The elderly Colonel lives with his unnamed wife in a small isolated village on a river. Each Friday the Colonel goes to wait on the delivery of mail from the riverboat, waiting for news of the pension he was promised in return for his leadership in the War of the Thousand Days. He has been waiting fifteen years, and he and his wife are being submerged by a grinding poverty. Too proud to admit their poverty, he scrapes out the rust from the coffee can and adds it to the coffee, and his wife, more practical than he, badgers him to sell the clock, or the rooster. But the rooster is not just a rooster: it is a fighting cock that belonged to their now-deceased son.

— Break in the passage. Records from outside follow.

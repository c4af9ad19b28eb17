use std::error::Error;
use std::path::PathBuf;

use super::env::load_from_env;
use super::yaml::YamlConfig;
use super::{ServerConfig, TlsConfig};

/// Merge YAML configuration over environment variables.
///
/// The environment (with defaults) forms the base; every value present in the
/// YAML file replaces the corresponding field.
pub(super) fn merge_config(yaml: Option<YamlConfig>) -> Result<ServerConfig, Box<dyn Error>> {
    let mut config = load_from_env()?;

    let Some(yaml) = yaml else {
        return Ok(config);
    };

    if let Some(server) = yaml.server {
        if let Some(host) = server.host {
            config.host = host;
        }
        if let Some(port) = server.port {
            config.port = port;
        }
        if let Some(public_host) = server.public_host {
            config.public_host = Some(public_host);
        }
        if let Some(tls) = server.tls {
            if tls.enabled == Some(false) {
                config.tls = None;
            } else {
                match (tls.cert_path, tls.key_path) {
                    (Some(cert), Some(key)) => {
                        config.tls = Some(TlsConfig {
                            cert_path: PathBuf::from(cert),
                            key_path: PathBuf::from(key),
                        });
                    }
                    (None, None) if tls.enabled != Some(true) => {}
                    _ => {
                        return Err(
                            "server.tls requires both cert_path and key_path".into(),
                        );
                    }
                }
            }
        }
    }

    if let Some(openai) = yaml.openai {
        if let Some(api_key) = openai.api_key {
            config.openai_api_key = Some(api_key);
        }
        if let Some(url) = openai.realtime_url {
            config.openai_realtime_url = Some(url);
        }
        if let Some(model) = openai.model {
            config.realtime_model = model;
        }
        if let Some(voice) = openai.voice {
            config.realtime_voice = voice;
        }
        if let Some(instructions) = openai.instructions {
            config.system_instructions = instructions;
        }
        if let Some(path) = openai.knowledge_path {
            config.system_knowledge_path = Some(PathBuf::from(path));
        }
        if let Some(temperature) = openai.temperature {
            config.temperature = temperature;
        }
        if let Some(greet_first) = openai.greet_first {
            config.greet_first = greet_first;
        }
        if let Some(prompt) = openai.greeting_prompt {
            config.greeting_prompt = prompt;
        }
        if let Some(timeout) = openai.connect_timeout_seconds {
            config.connect_timeout_seconds = timeout;
        }
    }

    if let Some(relay) = yaml.relay {
        if let Some(max) = relay.max_pending_marks {
            config.max_pending_marks = max;
        }
        if let Some(policy) = relay.mark_overflow_policy {
            config.mark_overflow_policy = policy;
        }
    }

    if let Some(call) = yaml.call {
        if let Some(prompt) = call.connect_prompt {
            config.connect_prompt = prompt;
        }
        if let Some(prompt) = call.ready_prompt {
            config.ready_prompt = prompt;
        }
    }

    Ok(config)
}
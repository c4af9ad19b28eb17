pub mod config;
pub mod core;
pub mod errors;
pub mod handlers;
pub mod routes;
pub mod state;

use axum::Router;
use std::sync::Arc;
use tower_http::set_header::SetResponseHeaderLayer;

// Re-export commonly used items for convenience
pub use config::ServerConfig;
pub use crate::core::*;
pub use errors::{AppError, AppResult, RelayError, RelayResult};
pub use state::AppState;

/// Build the complete application router with security headers applied.
pub fn build_router(app_state: Arc<AppState>) -> Router {
    let security_headers = tower::ServiceBuilder::new()
        .layer(SetResponseHeaderLayer::overriding(
            http::header::X_CONTENT_TYPE_OPTIONS,
            http::HeaderValue::from_static("nosniff"),
        ))
        .layer(SetResponseHeaderLayer::overriding(
            http::header::X_FRAME_OPTIONS,
            http::HeaderValue::from_static("DENY"),
        ));

    routes::api::create_api_router()
        .merge(routes::media_stream::create_media_stream_router())
        .with_state(app_state)
        .layer(security_headers)
}
pub mod app_error;
pub mod relay_error;

pub use app_error::{AppError, AppResult};
pub use relay_error::{RelayError, RelayResult};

The village is unnamed and there is no specified time, although the filtering through of news of the Suez Canal places it in the late 1950s. The sense of menace builds up quietly as you become aware of the curfew and the circumscribed communications. It emerges most starkly one Friday when the Colonel decided not to wait for the mail, but to go to the cock-fight instead. There he encounters the man who shot his son. It is his dignity and sense of hierarchy that emboldens him to disregard the gun pointed at him and to leave untouched.
The story is very much one of waiting and of time stretching out without end- similar to Waiting for Godot. I had been lulled into its somnolent rhythm and was quite surprised by the abrupt ending- an ending that leaves me rather nonplussed, I must admit.